══ Input for this task ══

// SPDX-FileCopyrightText: 2026 Mattia Egloff <mattia.egloff@pm.me>
//
// SPDX-License-Identifier: GPL-3.0-or-later

//! HTTPS Transport
//!
//! `reqwest`-backed [`Transport`] with:
//! - Connect and request timeouts
//! - Proxy support (for Tor)
//! - rustls (no OpenSSL on Android/iOS)

use async_trait::async_trait;
use reqwest::Client;
use tracing::{debug, instrument};

use super::error::NetworkError;
use super::transport::{ApiRequest, ApiResponse, Method, Transport, TransportResult};
use crate::api::ClientConfig;

/// Production transport talking to the protocol server.
pub struct HttpTransport {
    client: Client,
    base_url: String,
}

impl HttpTransport {
    /// Creates a transport from config.
    pub fn new(config: &ClientConfig) -> Result<Self, NetworkError> {
        let mut builder = Client::builder()
            .timeout(config.request_timeout)
            .connect_timeout(config.connect_timeout)
            .user_agent(config.user_agent.clone());

        // Support proxy if configured (for Tor)
        if let Some(proxy_url) = &config.proxy_url {
            let proxy = reqwest::Proxy::all(proxy_url)
                .map_err(|e| NetworkError::InvalidUrl(e.to_string()))?;
            builder = builder.proxy(proxy);
        }

        let client = builder
            .build()
            .map_err(|e| NetworkError::ConnectionFailed(e.to_string()))?;

        Ok(HttpTransport {
            client,
            base_url: config.api_base(),
        })
    }

    /// Returns the versioned API base URL.
    pub fn base_url(&self) -> &str {
        &self.base_url
    }

    fn url_for(&self, path: &str) -> String {
        format!(
            "{}/{}",
            self.base_url.trim_end_matches('/'),
            path.trim_start_matches('/')
        )
    }
}

#[async_trait]
impl Transport for HttpTransport {
    #[instrument(skip_all, fields(path = %request.path))]
    async fn execute(&self, request: ApiRequest) -> TransportResult<ApiResponse> {
        let url = self.url_for(&request.path);
        let mut builder = match request.method {
            Method::Get => self.client.get(&url),
            Method::Post => self.client.post(&url).body(request.body),
        };
        for (name, value) in &request.headers {
            builder = builder.header(name.as_str(), value.as_str());
        }

        let response = builder.send().await.map_err(map_send_error)?;
        let status = response.status().as_u16();
        let body = response.bytes().await.map_err(map_receive_error)?;

        debug!(status, len = body.len(), "response received");
        Ok(ApiResponse::new(status, body.to_vec()))
    }
}

fn map_send_error(err: reqwest::Error) -> NetworkError {
    if err.is_timeout() {
        NetworkError::Timeout
    } else if err.is_connect() {
        NetworkError::ConnectionFailed(err.to_string())
    } else {
        NetworkError::SendFailed(err.to_string())
    }
}

/// The client deadline covers the body too, so a server that stalls after
/// its headers surfaces here.
fn map_receive_error(err: reqwest::Error) -> NetworkError {
    if err.is_timeout() {
        NetworkError::Timeout
    } else {
        NetworkError::ReceiveFailed(err.to_string())
    }
}

#[cfg(test)]
mod tests {
    use super::*;
    use std::io::{Read, Write};
    use std::net::TcpListener;
    use std::thread;
    use std::time::Duration;

    /// Serves one connection: headers and part of the body, then silence.
    fn stalling_server() -> (String, thread::JoinHandle<()>) {
        let listener = TcpListener::bind("127.0.0.1:0").unwrap();
        let url = format!("http://{}", listener.local_addr().unwrap());
        let handle = thread::spawn(move || {
            let (mut stream, _) = listener.accept().unwrap();
            let mut request = [0u8; 2048];
            let _ = stream.read(&mut request);
            stream
                .write_all(
                    b"HTTP/1.1 200 OK\r\nContent-Type: application/json\r\n\
                      Content-Length: 100\r\n\r\n{\"atRisk\":",
                )
                .unwrap();
            stream.flush().unwrap();
            thread::sleep(Duration::from_secs(3));
        });
        (url, handle)
    }

    #[tokio::test]
    async fn test_stalled_body_is_a_timeout() {
        let (url, server) = stalling_server();
        let config = ClientConfig::default()
            .with_server_url(url)
            .with_request_timeout(Duration::from_millis(500));
        let transport = HttpTransport::new(&config).unwrap();

        let result = transport
            .execute(ApiRequest::get(crate::network::wire::paths::STATUS))
            .await;

        assert_eq!(result.unwrap_err(), NetworkError::Timeout);
        server.join().unwrap();
    }

    #[test]
    fn test_url_joining() {
        let config = ClientConfig::default().with_server_url("https://api.example.org/");
        let transport = HttpTransport::new(&config).unwrap();

        assert_eq!(transport.base_url(), "https://api.example.org/api/v6");
        assert_eq!(
            transport.url_for("/status"),
            "https://api.example.org/api/v6/status"
        );
    }
}
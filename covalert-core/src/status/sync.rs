// SPDX-FileCopyrightText: 2026 Mattia Egloff <mattia.egloff@pm.me>
//
// SPDX-License-Identifier: GPL-3.0-or-later

//! Status sync protocol.

use std::borrow::Cow;
use std::sync::Arc;

use tracing::{info, instrument, warn};

use super::{ExposureStatus, SyncPhase};
use crate::api::call::{authenticated_status_error, send_authenticated};
use crate::api::{ClientConfig, CovAlertEvent, DeviceContext, ProtocolError, ProtocolResult};
use crate::contact::{ContactBatch, ContactCodec};
use crate::crypto::MacPrefix;
use crate::network::wire::{paths, StatusRequest, StatusResponse};
use crate::network::{ApiRequest, Transport};
use crate::registration::SharedSecret;

/// Moves the device's phase forward and marks it `Failed` if dropped before
/// [`finish`](PhaseGuard::finish), which covers errors and cancelled futures.
struct PhaseGuard<'a> {
    ctx: &'a DeviceContext,
    done: bool,
}

impl<'a> PhaseGuard<'a> {
    fn enter(ctx: &'a DeviceContext) -> Self {
        ctx.set_phase(SyncPhase::Authenticating);
        PhaseGuard { ctx, done: false }
    }

    fn advance(&self, phase: SyncPhase) {
        self.ctx.set_phase(phase);
    }

    fn finish(mut self) {
        self.done = true;
        self.ctx.set_phase(SyncPhase::Idle);
    }
}

impl Drop for PhaseGuard<'_> {
    fn drop(&mut self) {
        if !self.done {
            self.ctx.set_phase(SyncPhase::Failed);
        }
    }
}

/// Submits contact batches and fetches exposure verdicts for one device.
///
/// At most one exchange runs per device. A call made while another is in
/// flight fails with `SyncInProgress` and leaves everything untouched.
pub struct StatusSync<T: Transport> {
    ctx: Arc<DeviceContext>,
    transport: Arc<T>,
    config: ClientConfig,
}

impl<T: Transport> StatusSync<T> {
    pub fn new(ctx: Arc<DeviceContext>, transport: Arc<T>, config: ClientConfig) -> Self {
        StatusSync {
            ctx,
            transport,
            config,
        }
    }

    /// Current phase of this device's exchange.
    pub fn phase(&self) -> SyncPhase {
        self.ctx.sync_phase()
    }

    /// Reports `batch` and returns the new verdict.
    ///
    /// On success the verdict is stored and `batch` is cleared under the
    /// storage lock. On any error `batch` is unchanged.
    #[instrument(skip_all, fields(records = batch.len()))]
    pub async fn submit_and_fetch_status(
        &self,
        batch: &mut ContactBatch,
    ) -> ProtocolResult<ExposureStatus> {
        let secret = self
            .ctx
            .current_secret()
            .ok_or(ProtocolError::NotRegistered)?;
        let _gate = self
            .ctx
            .sync_gate()
            .try_lock()
            .map_err(|_| ProtocolError::SyncInProgress)?;

        let phase = PhaseGuard::enter(&self.ctx);
        let status = match self.exchange(&secret, batch, &phase).await {
            Ok(status) => status,
            Err(e) => return Err(self.fail(phase, e)),
        };

        let reported = batch.len();
        {
            let storage = self.ctx.storage();
            if let Err(e) = storage.save_exposure_status(&status) {
                drop(storage);
                return Err(self.fail(phase, e.into()));
            }
            batch.clear();
        }

        self.succeed(phase, &status, reported);
        Ok(status)
    }

    /// Reports the device's persisted pending batch.
    ///
    /// Only the rows that were sent are deleted; contacts recorded while the
    /// exchange was in flight stay for the next report.
    #[instrument(skip_all)]
    pub async fn sync_pending(&self) -> ProtocolResult<ExposureStatus> {
        let secret = self
            .ctx
            .current_secret()
            .ok_or(ProtocolError::NotRegistered)?;
        let _gate = self
            .ctx
            .sync_gate()
            .try_lock()
            .map_err(|_| ProtocolError::SyncInProgress)?;

        let phase = PhaseGuard::enter(&self.ctx);
        let loaded = self.ctx.storage().load_pending_batch();
        let pending = match loaded {
            Ok(pending) => pending,
            Err(e) => return Err(self.fail(phase, e.into())),
        };

        let status = match self.exchange(&secret, &pending.batch, &phase).await {
            Ok(status) => status,
            Err(e) => return Err(self.fail(phase, e)),
        };

        let committed = self
            .ctx
            .storage()
            .commit_status_report(pending.through_id, &status);
        if let Err(e) = committed {
            return Err(self.fail(phase, e.into()));
        }

        self.succeed(phase, &status, pending.batch.len());
        Ok(status)
    }

    /// Asks the server to drop this device's exposure history, then clears
    /// the pending batch and the stored status.
    ///
    /// Waits for an in-flight status exchange to finish first.
    #[instrument(skip(self))]
    pub async fn delete_exposure_history(&self) -> ProtocolResult<()> {
        let secret = self
            .ctx
            .current_secret()
            .ok_or(ProtocolError::NotRegistered)?;
        let _gate = self.ctx.sync_gate().lock().await;

        let request = ApiRequest::post_json(paths::DELETE_EXPOSURE_HISTORY, &serde_json::json!({}))
            .map_err(|e| ProtocolError::Serialization(e.to_string()))?;
        let body = request.body.clone();
        let request = secret.authorize(
            request,
            MacPrefix::DeleteExposureHistory,
            self.ctx.clock().now(),
            &body,
        );

        let response =
            send_authenticated(self.transport.as_ref(), request, self.config.request_timeout)
                .await?;
        if !response.is_success() {
            return Err(authenticated_status_error(response.status));
        }

        self.ctx.storage().clear_exposure_history()?;
        info!("exposure history deleted");
        self.ctx.emit(CovAlertEvent::ExposureHistoryDeleted);
        Ok(())
    }

    async fn exchange(
        &self,
        secret: &SharedSecret,
        batch: &ContactBatch,
        phase: &PhaseGuard<'_>,
    ) -> ProtocolResult<ExposureStatus> {
        let payload = ContactCodec::encode(batch);
        let body = StatusRequest {
            contacts: Cow::Borrowed(batch.records()),
        };
        let request = ApiRequest::post_json(paths::STATUS, &body)
            .map_err(|e| ProtocolError::Serialization(e.to_string()))?;
        let request = secret.authorize(request, MacPrefix::Status, self.ctx.clock().now(), &payload);

        phase.advance(SyncPhase::Submitting);
        let response =
            send_authenticated(self.transport.as_ref(), request, self.config.request_timeout)
                .await?;

        phase.advance(SyncPhase::AwaitingVerdict);
        if !response.is_success() {
            return Err(authenticated_status_error(response.status));
        }
        let verdict: StatusResponse = response.parse().map_err(|e| {
            ProtocolError::IncompatibleProtocol(format!("status response: {}", e))
        })?;

        Ok(ExposureStatus {
            at_risk: verdict.at_risk,
            last_status_received_date: self.ctx.clock().now(),
            last_exposure_date: verdict.last_exposure_time,
        })
    }

    fn succeed(&self, phase: PhaseGuard<'_>, status: &ExposureStatus, reported: usize) {
        phase.finish();
        info!(reported, at_risk = status.at_risk, "status updated");
        self.ctx.emit(CovAlertEvent::StatusUpdated {
            status: status.clone(),
            reported,
        });
    }

    fn fail(&self, phase: PhaseGuard<'_>, error: ProtocolError) -> ProtocolError {
        drop(phase);
        warn!(error = %error, retryable = error.is_retryable(), "status sync failed");
        self.ctx.emit(CovAlertEvent::SyncFailed {
            error: error.to_string(),
            retryable: error.is_retryable(),
        });
        error
    }
}
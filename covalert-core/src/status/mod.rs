// SPDX-FileCopyrightText: 2026 Mattia Egloff <mattia.egloff@pm.me>
//
// SPDX-License-Identifier: GPL-3.0-or-later

//! Exposure Status Sync
//!
//! Periodic report of the contact batch and retrieval of the exposure
//! verdict:
//!
//! ```text
//! Idle -> Authenticating -> Submitting -> AwaitingVerdict -> Idle
//!                 \______________\_______________\________-> Failed
//! ```
//!
//! A batch is cleared only together with storing the new verdict; on any
//! failure it is kept for the next attempt.

mod sync;

pub use sync::StatusSync;

use serde::{Deserialize, Serialize};

/// Last verdict received from the server.
#[derive(Debug, Clone, PartialEq, Eq, Serialize, Deserialize)]
#[serde(rename_all = "camelCase")]
pub struct ExposureStatus {
    pub at_risk: bool,
    /// When the verdict was received, seconds since the Unix epoch.
    pub last_status_received_date: u64,
    /// Most recent exposure the server reported, if any.
    #[serde(default, skip_serializing_if = "Option::is_none")]
    pub last_exposure_date: Option<u64>,
}

/// Phase of the status exchange.
#[derive(Debug, Clone, Copy, PartialEq, Eq, Default)]
pub enum SyncPhase {
    #[default]
    Idle,
    /// Computing the request MAC.
    Authenticating,
    /// Request on the wire.
    Submitting,
    /// Response received, verdict being read and committed.
    AwaitingVerdict,
    /// The last attempt failed. The batch was kept.
    Failed,
}

impl SyncPhase {
    /// True while an exchange is in flight.
    pub fn is_active(&self) -> bool {
        matches!(
            self,
            SyncPhase::Authenticating | SyncPhase::Submitting | SyncPhase::AwaitingVerdict
        )
    }
}
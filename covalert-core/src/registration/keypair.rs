// SPDX-FileCopyrightText: 2026 Mattia Egloff <mattia.egloff@pm.me>
//
// SPDX-License-Identifier: GPL-3.0-or-later

//! Device Key Pair (X25519)

use base64::{engine::general_purpose::STANDARD as BASE64, Engine};
use rand::rngs::OsRng;
use x25519_dalek::{PublicKey, StaticSecret};
use zeroize::Zeroizing;

use crate::crypto::{MacKey, HKDF};

/// HKDF info for the request-authentication key.
const MAC_KEY_INFO: &[u8] = b"CovAlert_Mac_Key";

/// The device's X25519 key pair.
///
/// The private half has no public accessor; only the public key and keys
/// derived from the agreement leave this type.
#[derive(Clone)]
pub struct DeviceKeyPair {
    secret: StaticSecret,
    public: PublicKey,
}

impl std::fmt::Debug for DeviceKeyPair {
    fn fmt(&self, f: &mut std::fmt::Formatter<'_>) -> std::fmt::Result {
        f.debug_struct("DeviceKeyPair")
            .field("public", &hex::encode(self.public.as_bytes()))
            .field("secret", &"[REDACTED]")
            .finish()
    }
}

impl DeviceKeyPair {
    /// Generates a fresh key pair from the OS RNG.
    pub fn generate() -> Self {
        Self::from_secret(StaticSecret::random_from_rng(OsRng))
    }

    pub(crate) fn from_secret_bytes(bytes: [u8; 32]) -> Self {
        Self::from_secret(StaticSecret::from(bytes))
    }

    fn from_secret(secret: StaticSecret) -> Self {
        let public = PublicKey::from(&secret);
        DeviceKeyPair { secret, public }
    }

    pub(crate) fn secret_bytes(&self) -> Zeroizing<[u8; 32]> {
        Zeroizing::new(self.secret.to_bytes())
    }

    /// Raw public key bytes.
    pub fn public_key(&self) -> [u8; 32] {
        self.public.to_bytes()
    }

    /// Base64 public key as sent in `clientPublicECDHKey`.
    pub fn public_key_base64(&self) -> String {
        BASE64.encode(self.public.as_bytes())
    }

    /// Derives the request-authentication key shared with the server.
    ///
    /// Returns None if the server key is a low-order point, which would make
    /// the agreement output predictable.
    pub(crate) fn derive_mac_key(&self, server_public: &[u8; 32]) -> Option<MacKey> {
        let shared = self.secret.diffie_hellman(&PublicKey::from(*server_public));
        if !shared.was_contributory() {
            return None;
        }
        let key = HKDF::derive_key(None, shared.as_bytes(), MAC_KEY_INFO);
        Some(MacKey::from_bytes(key))
    }
}
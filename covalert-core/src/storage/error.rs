//! Storage error types.

use thiserror::Error;

/// Storage error types.
#[derive(Error, Debug)]
pub enum StorageError {
    #[error("Database error: {0}")]
    Database(#[from] rusqlite::Error),

    #[error("Serialization error: {0}")]
    Serialization(String),

    #[error("Encryption error: {0}")]
    Encryption(String),

    #[error("Key store error: {0}")]
    KeyStore(String),

    #[error("Not found: {0}")]
    NotFound(String),

    #[error("Already exists: {0}")]
    AlreadyExists(String),

    #[error("Migration error: {0}")]
    Migration(String),
}
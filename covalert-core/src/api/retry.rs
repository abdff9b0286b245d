//! Retry with exponential backoff.
//!
//! Only [`ProtocolError::is_retryable`] errors are retried. Session and fatal
//! errors return immediately so the caller can re-run the right step.

use std::future::Future;
use std::time::Duration;

use tracing::warn;

use super::error::{ProtocolError, ProtocolResult};

/// Backoff schedule for transient failures.
#[derive(Debug, Clone)]
pub struct RetryPolicy {
    /// Total attempts, first one included.
    pub max_attempts: u32,
    /// Delay before the second attempt.
    pub base_delay: Duration,
    /// Upper bound for any single delay.
    pub max_delay: Duration,
}

impl Default for RetryPolicy {
    fn default() -> Self {
        RetryPolicy {
            max_attempts: 5,
            base_delay: Duration::from_secs(30),
            max_delay: Duration::from_secs(30 * 60),
        }
    }
}

impl RetryPolicy {
    /// Policy that never retries.
    pub fn none() -> Self {
        RetryPolicy {
            max_attempts: 1,
            ..Self::default()
        }
    }

    /// Delay after the given failed attempt (1-based): base, 2*base, 4*base, ...
    pub fn delay_for(&self, attempt: u32) -> Duration {
        let multiplier = 2u32.saturating_pow(attempt.saturating_sub(1).min(16));
        self.base_delay
            .saturating_mul(multiplier)
            .min(self.max_delay)
    }
}

/// Runs `operation` until it succeeds, fails with a non-transient error, or
/// the policy runs out of attempts. Returns the last error.
pub async fn retry_with_backoff<T, F, Fut>(
    policy: &RetryPolicy,
    mut operation: F,
) -> ProtocolResult<T>
where
    F: FnMut() -> Fut,
    Fut: Future<Output = Result<T, ProtocolError>>,
{
    let mut attempt = 1;
    loop {
        match operation().await {
            Ok(value) => return Ok(value),
            Err(err) if err.is_retryable() && attempt < policy.max_attempts => {
                let delay = policy.delay_for(attempt);
                warn!(attempt, delay_ms = delay.as_millis() as u64, error = %err, "retrying");
                tokio::time::sleep(delay).await;
                attempt += 1;
            }
            Err(err) => return Err(err),
        }
    }
}
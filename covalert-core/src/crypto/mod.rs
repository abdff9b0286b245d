// SPDX-FileCopyrightText: 2026 Mattia Egloff <mattia.egloff@pm.me>
//
// SPDX-License-Identifier: GPL-3.0-or-later

pub mod encryption;
pub mod kdf;
pub mod mac;

pub use encryption::{
    decrypt, decrypt_bound, encrypt, encrypt_bound, EncryptionError, SymmetricKey,
};
pub use kdf::{KDFError, HKDF};
pub use mac::{MacKey, MacPrefix, MAC_SIZE};
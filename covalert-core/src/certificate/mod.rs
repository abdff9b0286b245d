// SPDX-FileCopyrightText: 2026 Mattia Egloff <mattia.egloff@pm.me>
//
// SPDX-License-Identifier: GPL-3.0-or-later

//! Health Certificates
//!
//! Certificates are opaque encoded strings. The client checks their
//! structure, then asks the server either to merge several into one
//! multi-pass credential or to derive a compact light certificate from one.
//! Neither operation changes the input certificates.

mod aggregator;
pub mod validation;

pub use aggregator::CertificateAggregator;
pub use validation::{validate, ValidCertificate, ValidationError};

use serde::{Deserialize, Deserializer, Serialize, Serializer};

pub use crate::network::wire::CertificateErrorDescriptor;

/// Encoding family of a certificate.
#[derive(Debug, Clone, Copy, PartialEq, Eq, Hash)]
pub enum CertificateFormat {
    /// European Digital COVID Certificate (`HC1:` + base45).
    EuropeanDcc,
    /// French 2D-DOC (`DC` header, signed message).
    TwoDDoc,
    Unknown,
}

impl CertificateFormat {
    pub(crate) const DCC_PREFIX: &'static str = "HC1:";
    const DDOC_PREFIX: &'static str = "DC";

    /// Detects the format from the encoded string.
    pub fn detect(raw: &str) -> Self {
        if raw.starts_with(Self::DCC_PREFIX) {
            CertificateFormat::EuropeanDcc
        } else if raw.starts_with(Self::DDOC_PREFIX) {
            CertificateFormat::TwoDDoc
        } else {
            CertificateFormat::Unknown
        }
    }
}

/// An encoded health certificate. Never mutated.
///
/// Serializes as its raw string.
#[derive(Debug, Clone, PartialEq, Eq, Hash)]
pub struct HealthCertificate {
    raw: String,
    format: CertificateFormat,
}

impl HealthCertificate {
    /// Wraps an encoded certificate, detecting its format.
    pub fn new(raw: impl Into<String>) -> Self {
        let raw = raw.into();
        let format = CertificateFormat::detect(&raw);
        HealthCertificate { raw, format }
    }

    /// The encoded certificate as scanned.
    pub fn raw(&self) -> &str {
        &self.raw
    }

    pub fn format(&self) -> CertificateFormat {
        self.format
    }
}

impl Serialize for HealthCertificate {
    fn serialize<S: Serializer>(&self, serializer: S) -> Result<S::Ok, S::Error> {
        serializer.serialize_str(&self.raw)
    }
}

impl<'de> Deserialize<'de> for HealthCertificate {
    fn deserialize<D: Deserializer<'de>>(deserializer: D) -> Result<Self, D::Error> {
        String::deserialize(deserializer).map(HealthCertificate::new)
    }
}

/// `{publicKey, certificates}`. Certificate order is significant: the
/// server resolves conflicting fields by it, and per-certificate errors are
/// reported by index.
#[derive(Debug, Clone, PartialEq, Eq, Serialize, Deserialize)]
#[serde(rename_all = "camelCase")]
pub struct MultiPassRequest {
    /// Base64 key binding the aggregate to this device.
    pub public_key: String,
    pub certificates: Vec<HealthCertificate>,
}

impl MultiPassRequest {
    pub fn new(public_key: impl Into<String>, certificates: Vec<HealthCertificate>) -> Self {
        MultiPassRequest {
            public_key: public_key.into(),
            certificates,
        }
    }

    /// Builds a request from certificates that passed validation, keeping
    /// their order.
    pub fn from_valid<I>(public_key: impl Into<String>, certificates: I) -> Self
    where
        I: IntoIterator<Item = ValidCertificate>,
    {
        Self::new(
            public_key,
            certificates
                .into_iter()
                .map(ValidCertificate::into_inner)
                .collect(),
        )
    }
}

/// Outcome of an aggregation: a merged certificate or a structured refusal,
/// never both.
#[derive(Debug, Clone, PartialEq, Eq)]
pub enum MultiPassResult {
    Success { certificate: String },
    Failure(MultiPassFailure),
}

impl MultiPassResult {
    pub fn is_success(&self) -> bool {
        matches!(self, MultiPassResult::Success { .. })
    }
}

/// Server refusal of an aggregation.
///
/// `errors[i]` describes `certificates[i]` of the request. `None` entries,
/// and indices past the end of `errors`, are certificates that passed.
#[derive(Debug, Clone, PartialEq, Eq)]
pub struct MultiPassFailure {
    pub status: u16,
    pub errors: Vec<Option<CertificateErrorDescriptor>>,
}

impl MultiPassFailure {
    /// The error for the certificate at `index`, if it was refused.
    pub fn error_for(&self, index: usize) -> Option<&CertificateErrorDescriptor> {
        self.errors.get(index).and_then(Option::as_ref)
    }

    /// Indices of refused certificates, ascending.
    pub fn failed_indices(&self) -> Vec<usize> {
        self.errors
            .iter()
            .enumerate()
            .filter_map(|(i, e)| e.as_ref().map(|_| i))
            .collect()
    }
}

/// Request for a light certificate derived from one original.
#[derive(Debug, Clone, PartialEq, Eq, Serialize, Deserialize)]
#[serde(rename_all = "camelCase")]
pub struct LightDccRequest {
    /// Derivation key or identifier.
    pub key: String,
    pub original_certificate: HealthCertificate,
}

/// A derived light certificate, `{response}`.
#[derive(Debug, Clone, PartialEq, Eq, Serialize, Deserialize)]
pub struct LightDccResult {
    pub response: String,
}

#[cfg(test)]
mod tests {
    use super::*;

    #[test]
    fn test_detect_format() {
        assert_eq!(
            CertificateFormat::detect("HC1:6BF"),
            CertificateFormat::EuropeanDcc
        );
        assert_eq!(
            CertificateFormat::detect("DC04FR..."),
            CertificateFormat::TwoDDoc
        );
        assert_eq!(CertificateFormat::detect("cert1"), CertificateFormat::Unknown);
    }

    #[test]
    fn test_multipass_request_wire_shape() {
        let request = MultiPassRequest::new(
            "pk1",
            vec![
                HealthCertificate::new("cert1"),
                HealthCertificate::new("cert2"),
            ],
        );
        let json = serde_json::to_string(&request).unwrap();
        assert_eq!(
            json,
            r#"{"publicKey":"pk1","certificates":["cert1","cert2"]}"#
        );
    }

    #[test]
    fn test_light_request_wire_shape() {
        let request = LightDccRequest {
            key: "k1".into(),
            original_certificate: HealthCertificate::new("HC1:ABC"),
        };
        let json = serde_json::to_value(&request).unwrap();
        assert_eq!(json["key"], "k1");
        assert_eq!(json["originalCertificate"], "HC1:ABC");
    }

    #[test]
    fn test_failure_index_lookup() {
        let failure = MultiPassFailure {
            status: 400,
            errors: vec![
                None,
                Some(CertificateErrorDescriptor {
                    code: Some("EXPIRED".into()),
                    ..Default::default()
                }),
            ],
        };
        assert!(failure.error_for(0).is_none());
        assert_eq!(failure.error_for(1).unwrap().code.as_deref(), Some("EXPIRED"));
        assert!(failure.error_for(2).is_none());
        assert_eq!(failure.failed_indices(), vec![1]);
    }

    #[test]
    fn test_from_valid_preserves_order() {
        let certs = ["HC1:AAA", "HC1:BBB", "HC1:CCC"]
            .iter()
            .map(|raw| validate(&HealthCertificate::new(*raw)).unwrap());
        let request = MultiPassRequest::from_valid("pk", certs);
        let raws: Vec<&str> = request.certificates.iter().map(|c| c.raw()).collect();
        assert_eq!(raws, vec!["HC1:AAA", "HC1:BBB", "HC1:CCC"]);
    }
}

═══

**Activity**.
Begin with the line above that has "fn advance(&self, phase: SyncPhase)" and continue through the line that has "Arc<T>, config: ClientConfig)", setting each one down exactly. Stop there.

**Task output**.
    fn advance(&self, phase: SyncPhase) {
        self.ctx.set_phase(phase);
    }

    fn finish(mut self) {
        self.done = true;
        self.ctx.set_phase(SyncPhase::Idle);
    }
}

impl Drop for PhaseGuard<'_> {
    fn drop(&mut self) {
        if !self.done {
            self.ctx.set_phase(SyncPhase::Failed);
        }
    }
}

/// Submits contact batches and fetches exposure verdicts for one device.
///
/// At most one exchange runs per device. A call made while another is in
/// flight fails with `SyncInProgress` and leaves everything untouched.
pub struct StatusSync<T: Transport> {
    ctx: Arc<DeviceContext>,
    transport: Arc<T>,
    config: ClientConfig,
}

impl<T: Transport> StatusSync<T> {
    pub fn new(ctx: Arc<DeviceContext>, transport: Arc<T>, config: ClientConfig) -> Self {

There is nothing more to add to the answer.